Record extracts:
────────
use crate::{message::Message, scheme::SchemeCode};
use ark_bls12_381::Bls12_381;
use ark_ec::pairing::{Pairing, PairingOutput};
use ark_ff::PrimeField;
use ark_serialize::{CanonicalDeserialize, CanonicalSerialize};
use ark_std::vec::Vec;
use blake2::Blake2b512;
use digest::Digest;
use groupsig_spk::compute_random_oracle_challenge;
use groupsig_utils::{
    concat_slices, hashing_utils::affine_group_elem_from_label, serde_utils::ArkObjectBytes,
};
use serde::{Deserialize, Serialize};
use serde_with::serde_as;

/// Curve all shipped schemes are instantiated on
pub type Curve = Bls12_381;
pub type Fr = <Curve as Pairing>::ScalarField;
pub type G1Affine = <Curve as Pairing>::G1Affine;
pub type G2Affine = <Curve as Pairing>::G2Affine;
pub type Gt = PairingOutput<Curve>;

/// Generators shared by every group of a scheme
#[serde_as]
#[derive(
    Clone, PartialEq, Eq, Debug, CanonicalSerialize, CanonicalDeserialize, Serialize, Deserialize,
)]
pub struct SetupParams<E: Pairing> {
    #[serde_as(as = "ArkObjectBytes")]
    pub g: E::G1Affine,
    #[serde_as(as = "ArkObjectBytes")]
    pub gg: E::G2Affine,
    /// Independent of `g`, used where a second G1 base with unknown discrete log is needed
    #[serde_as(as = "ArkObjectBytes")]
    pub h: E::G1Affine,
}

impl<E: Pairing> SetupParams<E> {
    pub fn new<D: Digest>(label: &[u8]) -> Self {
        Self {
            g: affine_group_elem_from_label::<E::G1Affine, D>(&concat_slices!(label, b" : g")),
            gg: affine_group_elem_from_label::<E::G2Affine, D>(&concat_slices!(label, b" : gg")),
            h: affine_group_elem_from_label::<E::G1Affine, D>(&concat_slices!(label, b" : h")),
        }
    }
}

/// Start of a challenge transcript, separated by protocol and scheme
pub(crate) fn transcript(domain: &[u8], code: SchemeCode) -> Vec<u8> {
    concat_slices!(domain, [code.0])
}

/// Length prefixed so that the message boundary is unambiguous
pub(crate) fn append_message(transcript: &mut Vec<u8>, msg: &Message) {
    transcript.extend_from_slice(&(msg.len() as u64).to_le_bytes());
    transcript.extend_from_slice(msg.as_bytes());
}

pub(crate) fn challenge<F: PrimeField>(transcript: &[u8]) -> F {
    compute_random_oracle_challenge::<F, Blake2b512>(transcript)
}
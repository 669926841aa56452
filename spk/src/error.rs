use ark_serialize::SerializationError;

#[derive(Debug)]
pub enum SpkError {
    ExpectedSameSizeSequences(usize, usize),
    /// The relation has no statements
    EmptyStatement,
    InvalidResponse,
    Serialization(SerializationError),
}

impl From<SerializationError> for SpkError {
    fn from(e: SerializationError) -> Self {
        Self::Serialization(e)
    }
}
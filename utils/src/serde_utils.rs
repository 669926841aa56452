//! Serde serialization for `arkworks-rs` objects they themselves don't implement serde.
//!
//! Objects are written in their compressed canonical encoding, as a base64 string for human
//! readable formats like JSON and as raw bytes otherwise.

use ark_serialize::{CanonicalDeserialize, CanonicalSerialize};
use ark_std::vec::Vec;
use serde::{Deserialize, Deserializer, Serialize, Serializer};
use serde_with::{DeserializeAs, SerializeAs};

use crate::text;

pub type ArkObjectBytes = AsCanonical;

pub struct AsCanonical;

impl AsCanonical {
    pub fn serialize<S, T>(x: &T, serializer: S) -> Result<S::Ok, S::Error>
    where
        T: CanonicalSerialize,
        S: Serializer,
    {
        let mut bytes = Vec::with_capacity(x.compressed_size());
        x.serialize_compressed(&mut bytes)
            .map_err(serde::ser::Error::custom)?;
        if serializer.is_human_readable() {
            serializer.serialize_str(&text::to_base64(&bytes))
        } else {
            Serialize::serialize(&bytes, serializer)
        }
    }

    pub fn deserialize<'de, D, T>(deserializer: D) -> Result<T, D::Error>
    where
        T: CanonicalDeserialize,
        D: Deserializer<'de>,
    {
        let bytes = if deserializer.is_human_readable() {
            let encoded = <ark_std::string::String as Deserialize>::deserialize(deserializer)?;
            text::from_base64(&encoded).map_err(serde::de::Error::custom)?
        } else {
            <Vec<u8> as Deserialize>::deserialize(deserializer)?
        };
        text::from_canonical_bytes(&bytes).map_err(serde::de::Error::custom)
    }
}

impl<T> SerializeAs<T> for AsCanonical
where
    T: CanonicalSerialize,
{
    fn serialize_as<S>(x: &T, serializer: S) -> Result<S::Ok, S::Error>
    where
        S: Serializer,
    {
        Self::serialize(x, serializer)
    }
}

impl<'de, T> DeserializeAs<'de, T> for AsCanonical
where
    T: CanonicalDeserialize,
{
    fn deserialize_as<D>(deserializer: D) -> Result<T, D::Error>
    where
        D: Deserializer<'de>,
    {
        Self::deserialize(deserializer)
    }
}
────────
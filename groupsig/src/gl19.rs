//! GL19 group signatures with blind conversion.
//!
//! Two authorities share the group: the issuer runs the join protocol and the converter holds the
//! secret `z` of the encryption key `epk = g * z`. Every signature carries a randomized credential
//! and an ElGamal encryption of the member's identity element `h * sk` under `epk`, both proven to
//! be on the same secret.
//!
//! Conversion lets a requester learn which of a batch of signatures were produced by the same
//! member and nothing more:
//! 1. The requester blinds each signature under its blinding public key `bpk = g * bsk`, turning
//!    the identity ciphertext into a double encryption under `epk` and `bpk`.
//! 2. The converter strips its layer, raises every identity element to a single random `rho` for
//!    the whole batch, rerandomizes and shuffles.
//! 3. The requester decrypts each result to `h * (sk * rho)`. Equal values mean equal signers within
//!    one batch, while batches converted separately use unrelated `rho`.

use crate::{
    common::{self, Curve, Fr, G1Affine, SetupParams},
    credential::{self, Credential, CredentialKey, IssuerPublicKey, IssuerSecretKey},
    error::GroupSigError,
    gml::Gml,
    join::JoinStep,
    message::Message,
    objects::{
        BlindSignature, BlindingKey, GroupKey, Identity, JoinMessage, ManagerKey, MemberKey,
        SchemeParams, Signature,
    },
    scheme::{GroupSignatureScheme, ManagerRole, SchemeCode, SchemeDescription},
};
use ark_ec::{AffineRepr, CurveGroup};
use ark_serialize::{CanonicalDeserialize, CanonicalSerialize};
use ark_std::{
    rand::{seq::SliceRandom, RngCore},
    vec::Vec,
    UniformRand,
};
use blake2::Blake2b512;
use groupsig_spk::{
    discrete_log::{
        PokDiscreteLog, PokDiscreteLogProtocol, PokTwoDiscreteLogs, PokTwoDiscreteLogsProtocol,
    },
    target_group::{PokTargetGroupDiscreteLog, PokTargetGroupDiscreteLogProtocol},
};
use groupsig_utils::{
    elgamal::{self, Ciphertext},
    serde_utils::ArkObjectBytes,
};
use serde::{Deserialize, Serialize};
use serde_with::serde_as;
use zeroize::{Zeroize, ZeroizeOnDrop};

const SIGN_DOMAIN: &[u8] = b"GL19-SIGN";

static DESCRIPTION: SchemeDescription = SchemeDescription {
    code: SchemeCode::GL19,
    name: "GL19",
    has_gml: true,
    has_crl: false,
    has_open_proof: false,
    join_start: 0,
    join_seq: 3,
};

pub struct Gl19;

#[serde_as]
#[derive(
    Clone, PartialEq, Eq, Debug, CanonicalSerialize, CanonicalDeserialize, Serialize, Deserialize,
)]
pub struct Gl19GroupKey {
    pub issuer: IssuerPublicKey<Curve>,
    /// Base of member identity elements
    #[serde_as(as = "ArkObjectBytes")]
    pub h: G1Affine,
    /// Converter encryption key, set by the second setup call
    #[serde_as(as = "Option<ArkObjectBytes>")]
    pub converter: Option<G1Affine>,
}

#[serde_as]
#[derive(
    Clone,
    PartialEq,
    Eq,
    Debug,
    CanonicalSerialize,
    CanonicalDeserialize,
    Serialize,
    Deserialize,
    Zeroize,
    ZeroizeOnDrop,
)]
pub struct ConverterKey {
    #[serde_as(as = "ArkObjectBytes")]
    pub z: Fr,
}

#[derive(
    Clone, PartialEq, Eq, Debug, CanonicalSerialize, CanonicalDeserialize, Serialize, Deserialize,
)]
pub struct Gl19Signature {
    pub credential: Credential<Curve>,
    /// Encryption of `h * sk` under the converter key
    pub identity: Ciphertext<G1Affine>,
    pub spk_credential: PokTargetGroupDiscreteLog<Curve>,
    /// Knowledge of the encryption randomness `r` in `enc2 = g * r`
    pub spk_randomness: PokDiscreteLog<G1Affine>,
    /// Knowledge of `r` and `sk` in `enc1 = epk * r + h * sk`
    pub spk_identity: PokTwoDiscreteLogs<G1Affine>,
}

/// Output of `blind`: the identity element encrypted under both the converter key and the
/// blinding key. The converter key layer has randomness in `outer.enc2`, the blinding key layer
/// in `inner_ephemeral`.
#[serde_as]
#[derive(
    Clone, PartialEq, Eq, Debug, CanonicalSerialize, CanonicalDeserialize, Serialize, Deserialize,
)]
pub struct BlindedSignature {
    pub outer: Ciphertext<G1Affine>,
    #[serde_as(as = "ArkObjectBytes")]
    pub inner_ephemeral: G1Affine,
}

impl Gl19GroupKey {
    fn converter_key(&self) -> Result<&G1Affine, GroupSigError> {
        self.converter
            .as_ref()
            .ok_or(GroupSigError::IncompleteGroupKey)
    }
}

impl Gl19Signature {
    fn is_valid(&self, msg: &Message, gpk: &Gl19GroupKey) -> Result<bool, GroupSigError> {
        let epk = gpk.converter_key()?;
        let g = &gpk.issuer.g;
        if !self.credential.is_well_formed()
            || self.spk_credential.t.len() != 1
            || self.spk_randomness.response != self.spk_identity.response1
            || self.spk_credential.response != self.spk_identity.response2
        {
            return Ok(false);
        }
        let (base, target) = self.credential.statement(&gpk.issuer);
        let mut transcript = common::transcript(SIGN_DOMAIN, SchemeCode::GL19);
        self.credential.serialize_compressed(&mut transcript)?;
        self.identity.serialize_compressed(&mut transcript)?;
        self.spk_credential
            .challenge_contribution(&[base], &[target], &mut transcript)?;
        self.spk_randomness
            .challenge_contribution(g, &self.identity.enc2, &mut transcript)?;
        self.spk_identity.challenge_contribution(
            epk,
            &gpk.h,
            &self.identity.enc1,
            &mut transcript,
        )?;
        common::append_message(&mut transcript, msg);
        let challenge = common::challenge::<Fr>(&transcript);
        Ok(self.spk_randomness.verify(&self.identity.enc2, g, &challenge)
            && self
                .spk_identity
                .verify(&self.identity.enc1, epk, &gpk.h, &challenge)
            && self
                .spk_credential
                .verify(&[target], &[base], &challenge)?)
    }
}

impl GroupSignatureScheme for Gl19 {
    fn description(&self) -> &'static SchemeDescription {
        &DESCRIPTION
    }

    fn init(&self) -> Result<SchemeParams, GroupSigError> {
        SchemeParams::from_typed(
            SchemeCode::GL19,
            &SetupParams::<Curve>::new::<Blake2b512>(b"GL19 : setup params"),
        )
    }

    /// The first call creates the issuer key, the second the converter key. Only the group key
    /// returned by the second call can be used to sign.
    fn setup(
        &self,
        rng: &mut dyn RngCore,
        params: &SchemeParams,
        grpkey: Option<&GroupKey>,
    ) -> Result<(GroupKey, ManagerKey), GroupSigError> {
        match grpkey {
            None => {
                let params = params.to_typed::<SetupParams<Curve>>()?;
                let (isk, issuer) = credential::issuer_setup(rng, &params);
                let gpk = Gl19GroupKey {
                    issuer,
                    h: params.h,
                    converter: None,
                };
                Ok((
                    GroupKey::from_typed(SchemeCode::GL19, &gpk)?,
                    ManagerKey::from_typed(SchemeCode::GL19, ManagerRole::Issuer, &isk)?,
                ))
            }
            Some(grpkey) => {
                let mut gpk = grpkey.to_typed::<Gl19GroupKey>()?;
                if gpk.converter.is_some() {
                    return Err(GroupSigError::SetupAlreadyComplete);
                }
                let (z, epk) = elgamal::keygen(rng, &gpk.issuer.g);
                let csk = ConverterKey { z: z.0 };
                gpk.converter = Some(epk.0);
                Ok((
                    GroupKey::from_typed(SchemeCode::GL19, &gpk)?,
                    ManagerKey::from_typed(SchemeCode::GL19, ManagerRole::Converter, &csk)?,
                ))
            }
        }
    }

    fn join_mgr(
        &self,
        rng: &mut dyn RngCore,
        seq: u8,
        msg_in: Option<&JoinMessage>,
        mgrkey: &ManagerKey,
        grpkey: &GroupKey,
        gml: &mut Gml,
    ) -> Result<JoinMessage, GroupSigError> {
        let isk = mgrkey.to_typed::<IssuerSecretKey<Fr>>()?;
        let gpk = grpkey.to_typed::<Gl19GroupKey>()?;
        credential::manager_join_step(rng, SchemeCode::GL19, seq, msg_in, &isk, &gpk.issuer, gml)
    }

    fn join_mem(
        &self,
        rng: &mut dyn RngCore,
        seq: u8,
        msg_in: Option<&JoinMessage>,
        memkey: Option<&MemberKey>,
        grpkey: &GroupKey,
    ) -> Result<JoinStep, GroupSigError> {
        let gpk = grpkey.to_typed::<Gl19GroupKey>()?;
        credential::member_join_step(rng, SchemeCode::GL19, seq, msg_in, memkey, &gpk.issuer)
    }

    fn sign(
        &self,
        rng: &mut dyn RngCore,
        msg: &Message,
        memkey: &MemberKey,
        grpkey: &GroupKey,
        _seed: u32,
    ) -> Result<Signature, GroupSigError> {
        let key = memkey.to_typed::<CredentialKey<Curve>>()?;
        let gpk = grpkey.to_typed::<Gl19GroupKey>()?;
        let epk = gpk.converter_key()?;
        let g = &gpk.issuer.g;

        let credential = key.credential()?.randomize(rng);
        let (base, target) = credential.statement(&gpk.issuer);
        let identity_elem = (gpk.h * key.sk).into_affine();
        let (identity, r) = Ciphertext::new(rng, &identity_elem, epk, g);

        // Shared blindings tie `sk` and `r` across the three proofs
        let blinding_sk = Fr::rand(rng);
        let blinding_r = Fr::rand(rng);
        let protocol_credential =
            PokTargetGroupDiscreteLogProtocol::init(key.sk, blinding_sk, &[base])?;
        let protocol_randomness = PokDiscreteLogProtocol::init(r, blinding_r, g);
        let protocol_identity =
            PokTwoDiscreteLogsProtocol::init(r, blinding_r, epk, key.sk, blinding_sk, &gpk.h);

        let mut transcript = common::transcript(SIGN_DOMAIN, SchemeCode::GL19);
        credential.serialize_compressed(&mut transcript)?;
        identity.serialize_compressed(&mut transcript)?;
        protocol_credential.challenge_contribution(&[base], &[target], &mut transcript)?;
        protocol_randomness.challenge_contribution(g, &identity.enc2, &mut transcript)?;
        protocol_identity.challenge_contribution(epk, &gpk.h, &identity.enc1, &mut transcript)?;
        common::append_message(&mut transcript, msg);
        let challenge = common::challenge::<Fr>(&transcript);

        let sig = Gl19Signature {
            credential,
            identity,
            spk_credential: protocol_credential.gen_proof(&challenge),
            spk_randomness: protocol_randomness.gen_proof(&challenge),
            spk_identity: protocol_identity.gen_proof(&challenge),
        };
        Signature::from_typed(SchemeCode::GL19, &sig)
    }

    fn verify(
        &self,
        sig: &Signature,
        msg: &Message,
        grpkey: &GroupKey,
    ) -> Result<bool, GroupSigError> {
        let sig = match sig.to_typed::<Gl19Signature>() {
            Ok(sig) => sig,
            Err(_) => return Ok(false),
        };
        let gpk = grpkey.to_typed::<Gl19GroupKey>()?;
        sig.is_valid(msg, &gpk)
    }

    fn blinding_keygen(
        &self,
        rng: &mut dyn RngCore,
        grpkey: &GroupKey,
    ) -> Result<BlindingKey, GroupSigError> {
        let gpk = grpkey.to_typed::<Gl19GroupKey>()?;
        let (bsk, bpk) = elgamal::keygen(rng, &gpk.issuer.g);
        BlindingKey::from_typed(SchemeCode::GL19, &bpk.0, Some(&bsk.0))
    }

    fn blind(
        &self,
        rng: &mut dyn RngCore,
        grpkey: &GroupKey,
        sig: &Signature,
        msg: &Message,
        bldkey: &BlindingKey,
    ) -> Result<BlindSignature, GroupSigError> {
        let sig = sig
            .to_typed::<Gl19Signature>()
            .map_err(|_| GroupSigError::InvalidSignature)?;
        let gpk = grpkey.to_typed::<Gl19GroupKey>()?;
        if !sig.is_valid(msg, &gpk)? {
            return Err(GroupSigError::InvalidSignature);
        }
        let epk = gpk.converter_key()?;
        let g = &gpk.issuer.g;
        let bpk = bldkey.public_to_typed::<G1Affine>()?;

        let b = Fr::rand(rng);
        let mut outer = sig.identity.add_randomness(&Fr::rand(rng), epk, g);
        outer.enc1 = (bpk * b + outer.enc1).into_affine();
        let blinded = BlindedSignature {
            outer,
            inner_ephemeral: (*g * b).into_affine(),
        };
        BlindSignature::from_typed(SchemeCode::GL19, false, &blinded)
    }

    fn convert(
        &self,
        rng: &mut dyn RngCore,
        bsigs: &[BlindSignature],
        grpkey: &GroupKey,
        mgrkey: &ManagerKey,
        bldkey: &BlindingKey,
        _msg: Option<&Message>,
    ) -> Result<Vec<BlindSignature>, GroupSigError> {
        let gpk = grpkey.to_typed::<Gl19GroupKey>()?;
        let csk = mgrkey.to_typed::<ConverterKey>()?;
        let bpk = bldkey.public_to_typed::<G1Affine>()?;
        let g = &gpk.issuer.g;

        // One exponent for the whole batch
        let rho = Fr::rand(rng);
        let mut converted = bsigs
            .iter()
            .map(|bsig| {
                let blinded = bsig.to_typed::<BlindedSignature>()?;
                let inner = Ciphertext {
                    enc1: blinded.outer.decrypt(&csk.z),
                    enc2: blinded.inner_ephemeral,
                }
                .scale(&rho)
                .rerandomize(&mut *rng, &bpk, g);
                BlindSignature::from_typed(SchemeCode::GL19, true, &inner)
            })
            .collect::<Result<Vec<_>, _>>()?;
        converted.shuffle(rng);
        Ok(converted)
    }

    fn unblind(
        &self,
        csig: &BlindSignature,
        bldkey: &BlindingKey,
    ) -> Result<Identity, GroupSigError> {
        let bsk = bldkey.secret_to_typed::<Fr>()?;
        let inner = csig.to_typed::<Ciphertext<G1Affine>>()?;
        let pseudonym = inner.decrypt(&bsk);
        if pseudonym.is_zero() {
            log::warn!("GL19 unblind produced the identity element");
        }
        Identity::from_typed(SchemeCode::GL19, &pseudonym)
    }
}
────────
What needs to be done:
From the data above, say how many lines include "each", and write nothing but the number.

Written response:
2